Elle revit ces échappées successives qui le lui ont arraché en personne ou en ces grandioses propos qui étaient comme un glaive de séparation. C’étaient là, pour sa maternité charnelle, des anticipations de l’heure fatale, de l’heure insupportable à la chair. Mais l’esprit a le dessus; Marie donne son Fils; elle le donne et se soumet à ce pour quoi elle le donne.

Elle donne son Fils et prend nos péchés, comme Jésus les a pris lui-même. Ce sont nos péchés qui la crucifient, elle aussi. Le glaive de Siméon, c’est leur pointe. Dans les crevasses de la chair pantelante, plus sienne que la sienne même, elle les voit, pleins de virulence et d’horreur. Elle les voit, et elle nous aime. Elle les voit, et elle voit à côté, pour y penser uniquement, nos pauvres douleurs.

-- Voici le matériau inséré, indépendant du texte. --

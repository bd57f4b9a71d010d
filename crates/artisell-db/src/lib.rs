//! # artisell-db: Database Layer for Artisell
//!
//! This crate provides database access for the Artisell storefront.
//! It uses SQLite for local storage with sqlx for async operations.
//!
//! ## Architecture Position
//! ```text
//! ┌─────────────────────────────────────────────────────────────────────────┐
//! │                        Artisell Data Flow                               │
//! │                                                                         │
//! │  Store service call (place_order, add_to_cart, ...)                    │
//! │       │                                                                 │
//! │       ▼                                                                 │
//! │  ┌─────────────────────────────────────────────────────────────────┐   │
//! │  │                     artisell-db (THIS CRATE)                    │   │
//! │  │                                                                 │   │
//! │  │   ┌───────────────┐    ┌───────────────┐    ┌──────────────┐  │   │
//! │  │   │   Database    │    │  Repositories │    │  Migrations  │  │   │
//! │  │   │   (pool.rs)   │    │ (product.rs)  │    │  (embedded)  │  │   │
//! │  │   │               │    │               │    │              │  │   │
//! │  │   │ SqlitePool    │    │ ProductRepo   │    │ 001_init.sql │  │   │
//! │  │   │ Connection    │◄───│ OrderRepo     │    │              │  │   │
//! │  │   │ Management    │    │ UserRepo      │    │              │  │   │
//! │  │   │               │    │ FavoriteRepo  │    │              │  │   │
//! │  │   └───────────────┘    └───────────────┘    └──────────────┘  │   │
//! │  │                                                                 │   │
//! │  └─────────────────────────────────────────────────────────────────┘   │
//! │       │                                                                 │
//! │       ▼                                                                 │
//! │  SQLite database file (or :memory: in tests)                           │
//! └─────────────────────────────────────────────────────────────────────────┘
//! ```
//!
//! ## Module Organization
//!
//! - [`pool`] - Connection pool creation and configuration
//! - [`migrations`] - Embedded database migrations
//! - [`error`] - Database error types
//! - [`repository`] - Repository implementations (product, order, user, favorite)
//!
//! ## Usage
//!
//! ```rust,ignore
//! use artisell_db::{Database, DbConfig};
//!
//! // Create database with default config
//! let config = DbConfig::new("path/to/artisell.db");
//! let db = Database::new(config).await?;
//!
//! // Use repositories
//! let featured = db.products().list(Some(3), true).await?;
//! ```

// =============================================================================
// Module Declarations
// =============================================================================

pub mod error;
pub mod migrations;
pub mod pool;
pub mod repository;

// =============================================================================
// Re-exports
// =============================================================================

pub use error::DbError;
pub use pool::{Database, DbConfig};

// Repository re-exports for convenience
pub use repository::favorite::FavoriteRepository;
pub use repository::order::{OrderRepository, OrderSummary};
pub use repository::product::ProductRepository;
pub use repository::user::UserRepository;
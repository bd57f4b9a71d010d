//! # Database Migrations
//!
//! Embedded SQL migrations for Artisell.
//!
//! ## How Migrations Work
//! ```text
//! ┌─────────────────────────────────────────────────────────────────────────┐
//! │                      Migration Process                                  │
//! │                                                                         │
//! │  App Startup                                                           │
//! │       │                                                                 │
//! │       ▼                                                                 │
//! │  Check _sqlx_migrations table                                          │
//! │       │                                                                 │
//! │       ├── Table doesn't exist? Create it                               │
//! │       │                                                                 │
//! │       ▼                                                                 │
//! │  Compare embedded migrations vs applied                                │
//! │       │                                                                 │
//! │       ├── 001_initial_schema.sql ✓ (already applied)                  │
//! │       └── 002_...                ⬜ (NEW - needs to run)               │
//! │       │                                                                 │
//! │       ▼                                                                 │
//! │  Run pending migrations in order, record in _sqlx_migrations           │
//! │                                                                         │
//! └─────────────────────────────────────────────────────────────────────────┘
//! ```
//!
//! ## Adding New Migrations
//!
//! 1. Create a new file in `migrations/sqlite/` with the next sequence number
//! 2. Name format: `NNN_description.sql` (e.g., `002_add_reviews.sql`)
//! 3. Write idempotent SQL (use `IF NOT EXISTS` where possible)
//! 4. **NEVER** modify existing migrations - always add new ones

use sqlx::SqlitePool;
use tracing::info;

use crate::error::DbResult;

/// Embedded migrations from the `migrations/sqlite` directory.
///
/// The `sqlx::migrate!()` macro embeds all SQL files from the specified
/// directory into the binary at compile time. No runtime file access needed.
static MIGRATOR: sqlx::migrate::Migrator = sqlx::migrate!("../../migrations/sqlite");

/// Runs all pending database migrations.
///
/// ## Safety
/// - Idempotent: safe to run multiple times
/// - Transactional: each migration runs in a transaction
/// - Ordered: migrations run in filename order (001, 002, ...)
///
/// ## Example
/// ```rust,ignore
/// run_migrations(&pool).await?;
/// ```
pub async fn run_migrations(pool: &SqlitePool) -> DbResult<()> {
    info!("Checking for pending migrations");

    MIGRATOR.run(pool).await?;

    info!("All migrations applied successfully");
    Ok(())
}

/// Returns information about migrations.
///
/// ## Returns
/// Tuple of (total_migrations, applied_migrations)
///
/// ## Usage
/// For diagnostics and health checks.
pub async fn migration_status(pool: &SqlitePool) -> DbResult<(usize, usize)> {
    let total = MIGRATOR.migrations.len();

    // Query applied migrations
    let applied: i64 = sqlx::query_scalar("SELECT COUNT(*) FROM _sqlx_migrations")
        .fetch_one(pool)
        .await
        .unwrap_or(0);

    Ok((total, applied as usize))
}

Jésus ne les a-t-il pas fraternellement assumées ? Elle s’unit à sa générosité de toute sa force d’âme et de toute sa miséricorde. Grâce à cette peine d’amour qu’elle nous offre, elle espère nous consoler, nous inviter à la confiance, se montrer, quand nous l’invoquerons, « notre vie, notre douceur et notre espérance », comme le chantera sa fille magnifique et douloureuse aussi, la sainte Église.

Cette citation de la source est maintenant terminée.